The ClusterRank centrality integrates both the degree information of a node and its neighbours, as well as the local clustering structure of the network [2]. The ClusterRank score of a node \(i\) is defined as
\begin{equation*}
c_{\text{ClusterRank}}(i) = f(c_i) \sum_{j \in \mathcal{N}(i)} \left( d_j^{out} + 1 \right),
\end{equation*}
where \(c_i\) denotes the clustering coefficient of node \(i\), \(\mathcal{N}(i)\) is the set of its neighbours (or followers), and \(d_j^{out}\) is the out-degree of node \(j\). The function \(f(c_i)\) accounts for the influence of \(i\)’s local clustering on its centrality and is commonly defined as \(f(c_i) = 10^{-c_i}\), which downweights nodes embedded in highly clustered regions.
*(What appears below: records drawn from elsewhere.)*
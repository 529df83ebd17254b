//! [`Transport`] backed by `reqwest`.

use futures::FutureExt;
use futures::future::{self, BoxFuture};
use reqwest::Method;

use super::{RawResponse, Transport, TransportError};
use crate::options::RequestOptions;

/// Sends requests with a shared [`reqwest::Client`].
#[derive(Debug, Clone, Default)]
pub struct ReqwestTransport {
    client: reqwest::Client,
}

impl ReqwestTransport {
    #[must_use]
    pub fn new() -> Self {
        Self::default()
    }

    /// Uses a preconfigured client (timeouts, TLS, proxies).
    #[must_use]
    pub const fn with_client(client: reqwest::Client) -> Self {
        Self { client }
    }
}

impl Transport for ReqwestTransport {
    fn call(
        &self,
        url: &str,
        options: &RequestOptions,
    ) -> BoxFuture<'static, Result<RawResponse, TransportError>> {
        let method = match Method::from_bytes(options.method().as_bytes()) {
            Ok(method) => method,
            Err(e) => return future::ready(Err(TransportError(e.to_string()))).boxed(),
        };

        let mut request = self.client.request(method, url);
        for (name, value) in &options.headers {
            request = request.header(name, value);
        }
        if let Some(body) = &options.body {
            request = request.body(body.clone());
        }

        async move {
            let response = request
                .send()
                .await
                .map_err(|e| TransportError(e.to_string()))?;
            let status = response.status().as_u16();
            let body = response
                .bytes()
                .await
                .map_err(|e| TransportError(e.to_string()))?;
            Ok(RawResponse::new(status, body.to_vec()))
        }
        .boxed()
    }
}
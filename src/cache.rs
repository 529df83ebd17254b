//! The shared response cache.
//!
//! Every mutation of the [`CacheStore`] produces a new [`Cache`] snapshot
//! and hands it to every registered watcher, in registration order and in
//! publish order. Entries
//! that a mutation did not touch are shared between the old and the new
//! snapshot, so a consumer can tell whether *its* entry changed with
//! [`Arc::ptr_eq`].

use std::collections::{HashMap, VecDeque};
use std::fmt;
use std::sync::{Arc, Mutex, MutexGuard, PoisonError, Weak};

use serde::{Deserialize, Serialize};
use serde_json::Value;
use tracing::{debug, trace};

use crate::error::ConfigError;

/// A cached response with the domains it belongs to.
#[derive(Debug, Clone, PartialEq, Serialize, Deserialize)]
pub struct CacheEntry {
    pub data: Value,
    pub domains: Vec<String>,
    /// Set when one of `domains` was invalidated. The data must not be
    /// treated as fresh until a new response replaces it.
    pub refetch: bool,
}

impl CacheEntry {
    /// Creates a fresh entry.
    #[must_use]
    pub const fn new(data: Value, domains: Vec<String>) -> Self {
        Self {
            data,
            domains,
            refetch: false,
        }
    }

    /// Returns `true` if the entry belongs to any of `domains`.
    #[must_use]
    pub fn intersects(&self, domains: &[String]) -> bool {
        self.domains.iter().any(|domain| domains.contains(domain))
    }

    fn marked_for_refetch(&self) -> Self {
        Self {
            refetch: true,
            ..self.clone()
        }
    }
}

/// An immutable snapshot of the cache, keyed by request key.
#[derive(Debug, Clone, Default, PartialEq, Serialize, Deserialize)]
#[serde(transparent)]
pub struct Cache {
    entries: HashMap<String, Arc<CacheEntry>>,
}

impl Cache {
    #[must_use]
    pub fn new() -> Self {
        Self::default()
    }

    /// Adds an entry, for building seed snapshots.
    #[must_use]
    pub fn with_entry(mut self, key: impl Into<String>, entry: CacheEntry) -> Self {
        self.entries.insert(key.into(), Arc::new(entry));
        self
    }

    #[must_use]
    pub fn get(&self, key: &str) -> Option<&Arc<CacheEntry>> {
        self.entries.get(key)
    }

    #[must_use]
    pub fn len(&self) -> usize {
        self.entries.len()
    }

    #[must_use]
    pub fn is_empty(&self) -> bool {
        self.entries.is_empty()
    }

    pub fn iter(&self) -> impl Iterator<Item = (&str, &Arc<CacheEntry>)> {
        self.entries.iter().map(|(key, entry)| (key.as_str(), entry))
    }

    /// Returns the keys of every entry tagged with `domain`.
    #[must_use]
    pub fn keys_in_domain(&self, domain: &str) -> Vec<&str> {
        let mut keys: Vec<&str> = self
            .entries
            .iter()
            .filter(|(_, entry)| entry.domains.iter().any(|d| d == domain))
            .map(|(key, _)| key.as_str())
            .collect();
        keys.sort_unstable();
        keys
    }

    /// Parses a snapshot serialized with [`Cache::to_json`], e.g. one
    /// embedded in a server-rendered page.
    ///
    /// # Errors
    ///
    /// Returns [`ConfigError::InvalidCache`] if `json` is not a valid
    /// snapshot.
    pub fn from_json(json: &str) -> Result<Self, ConfigError> {
        serde_json::from_str(json).map_err(|e| ConfigError::InvalidCache(e.to_string()))
    }

    /// Serializes the snapshot.
    #[must_use]
    pub fn to_json(&self) -> Value {
        serde_json::to_value(self).unwrap_or(Value::Null)
    }

    fn inserted(&self, key: String, entry: CacheEntry) -> Self {
        let mut entries = self.entries.clone();
        entries.insert(key, Arc::new(entry));
        Self { entries }
    }

    fn invalidated(&self, domains: &[String]) -> (Self, usize) {
        let mut matched = 0;
        let entries = self
            .entries
            .iter()
            .map(|(key, entry)| {
                let entry = if entry.intersects(domains) {
                    matched += 1;
                    Arc::new(entry.marked_for_refetch())
                } else {
                    Arc::clone(entry)
                };
                (key.clone(), entry)
            })
            .collect();
        (Self { entries }, matched)
    }
}

impl FromIterator<(String, CacheEntry)> for Cache {
    fn from_iter<I: IntoIterator<Item = (String, CacheEntry)>>(iter: I) -> Self {
        Self {
            entries: iter
                .into_iter()
                .map(|(key, entry)| (key, Arc::new(entry)))
                .collect(),
        }
    }
}

type Watcher = Arc<dyn Fn(&Arc<Cache>) + Send + Sync>;

struct StoreState {
    cache: Arc<Cache>,
    watchers: Vec<(u64, Watcher)>,
    next_id: u64,
    /// Published snapshots not yet delivered, in publish order, each with the
    /// watchers registered when it was published.
    outbox: VecDeque<(Arc<Cache>, Vec<Watcher>)>,
    /// A thread is draining `outbox`.
    delivering: bool,
}

/// The owner of the current snapshot and its watchers.
#[derive(Clone)]
pub struct CacheStore {
    state: Arc<Mutex<StoreState>>,
}

impl CacheStore {
    /// Creates an empty store.
    #[must_use]
    pub fn new() -> Self {
        Self::with_initial(Cache::default())
    }

    /// Creates a store seeded with `cache`.
    #[must_use]
    pub fn with_initial(cache: Cache) -> Self {
        Self {
            state: Arc::new(Mutex::new(StoreState {
                cache: Arc::new(cache),
                watchers: Vec::new(),
                next_id: 0,
                outbox: VecDeque::new(),
                delivering: false,
            })),
        }
    }

    fn lock(&self) -> MutexGuard<'_, StoreState> {
        self.state.lock().unwrap_or_else(PoisonError::into_inner)
    }

    /// Returns the current snapshot.
    #[must_use]
    pub fn cache(&self) -> Arc<Cache> {
        Arc::clone(&self.lock().cache)
    }

    /// Registers `callback` to receive every new snapshot.
    ///
    /// The watcher stays registered until the returned guard is dropped or
    /// [`WatcherGuard::unsubscribe`] is called.
    #[must_use = "dropping the guard unsubscribes the watcher immediately"]
    pub fn add_cache_watcher<F>(&self, callback: F) -> WatcherGuard
    where
        F: Fn(&Arc<Cache>) + Send + Sync + 'static,
    {
        let mut state = self.lock();
        let id = state.next_id;
        state.next_id += 1;
        state.watchers.push((id, Arc::new(callback)));
        trace!(id, watchers = state.watchers.len(), "cache watcher added");

        WatcherGuard {
            state: Arc::downgrade(&self.state),
            id,
        }
    }

    /// Inserts or replaces the entry at `key` with a fresh entry.
    pub fn add_response<I, D>(&self, key: impl Into<String>, data: Value, domains: I)
    where
        I: IntoIterator<Item = D>,
        D: Into<String>,
    {
        let key = key.into();
        let entry = CacheEntry::new(data, domains.into_iter().map(Into::into).collect());
        debug!(%key, domains = ?entry.domains, "caching response");
        self.publish(|cache| cache.inserted(key, entry));
    }

    /// Flags every entry tagged with any of `domains` for refetch.
    ///
    /// Watchers are notified even when nothing matched.
    pub fn clear_domains<I, D>(&self, domains: I)
    where
        I: IntoIterator<Item = D>,
        D: Into<String>,
    {
        let domains: Vec<String> = domains.into_iter().map(Into::into).collect();
        self.publish(|cache| {
            let (next, matched) = cache.invalidated(&domains);
            debug!(?domains, matched, "invalidating domains");
            next
        });
    }

    /// Swaps in the next snapshot and delivers it.
    ///
    /// Snapshots reach every watcher in publish order, also across threads.
    /// Only one thread delivers at a time; a publish made while another
    /// delivery runs (including one made from inside a watcher) is queued
    /// and delivered by the thread already delivering.
    fn publish(&self, update: impl FnOnce(&Cache) -> Cache) {
        let mut state = self.lock();
        let snapshot = Arc::new(update(&state.cache));
        state.cache = Arc::clone(&snapshot);
        let watchers = state
            .watchers
            .iter()
            .map(|(_, watcher)| Arc::clone(watcher))
            .collect();
        state.outbox.push_back((snapshot, watchers));
        if state.delivering {
            trace!(queued = state.outbox.len(), "cache delivery queued");
            return;
        }
        state.delivering = true;

        let mut delivery = Delivery { store: self, done: false };
        // Watchers run without the lock so they may read the store or
        // register further watchers. Those only see later snapshots.
        loop {
            let Some((snapshot, watchers)) = state.outbox.pop_front() else {
                break;
            };
            drop(state);
            trace!(watchers = watchers.len(), "notifying cache watchers");
            for watcher in watchers {
                watcher(&snapshot);
            }
            state = self.lock();
        }
        state.delivering = false;
        delivery.done = true;
    }

    #[cfg(test)]
    fn watcher_count(&self) -> usize {
        self.lock().watchers.len()
    }
}

/// Releases the delivery role if a watcher panics mid-delivery.
struct Delivery<'a> {
    store: &'a CacheStore,
    done: bool,
}

impl Drop for Delivery<'_> {
    fn drop(&mut self) {
        if !self.done {
            let mut state = self.store.lock();
            state.delivering = false;
            state.outbox.clear();
        }
    }
}

impl Default for CacheStore {
    fn default() -> Self {
        Self::new()
    }
}

impl fmt::Debug for CacheStore {
    fn fmt(&self, f: &mut fmt::Formatter<'_>) -> fmt::Result {
        let state = self.lock();
        f.debug_struct("CacheStore")
            .field("entries", &state.cache.len())
            .field("watchers", &state.watchers.len())
            .finish()
    }
}

/// Keeps a cache watcher registered.
#[derive(Debug)]
pub struct WatcherGuard {
    state: Weak<Mutex<StoreState>>,
    id: u64,
}

impl WatcherGuard {
    /// Removes this watcher and no other. Calling it again is a no-op.
    pub fn unsubscribe(&self) {
        if let Some(state) = self.state.upgrade() {
            let mut state = state.lock().unwrap_or_else(PoisonError::into_inner);
            state.watchers.retain(|(id, _)| *id != self.id);
            trace!(id = self.id, "cache watcher removed");
        }
    }

    /// Keeps the watcher registered for the lifetime of the store.
    pub fn detach(self) {
        std::mem::forget(self);
    }
}

impl Drop for WatcherGuard {
    fn drop(&mut self) {
        self.unsubscribe();
    }
}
In this way, ClusterRank emphasizes nodes that connect different local clusters while still considering the importance of their neighbors.

References

[1] Shvydun, S. (2025). Zoo of Centralities: Encyclopedia of Node Metrics in Complex Networks. arXiv: 2511.05122 https://doi.org/10.48550/arXiv.2511.05122
[2] Chen, D. B., Gao, H., Lü, L., & Zhou, T. (2013). Identifying influential nodes in large-scale directed networks: the role of clustering. PloS one, 8(10), e77455. doi: 10.1371/journal.pone.0077455.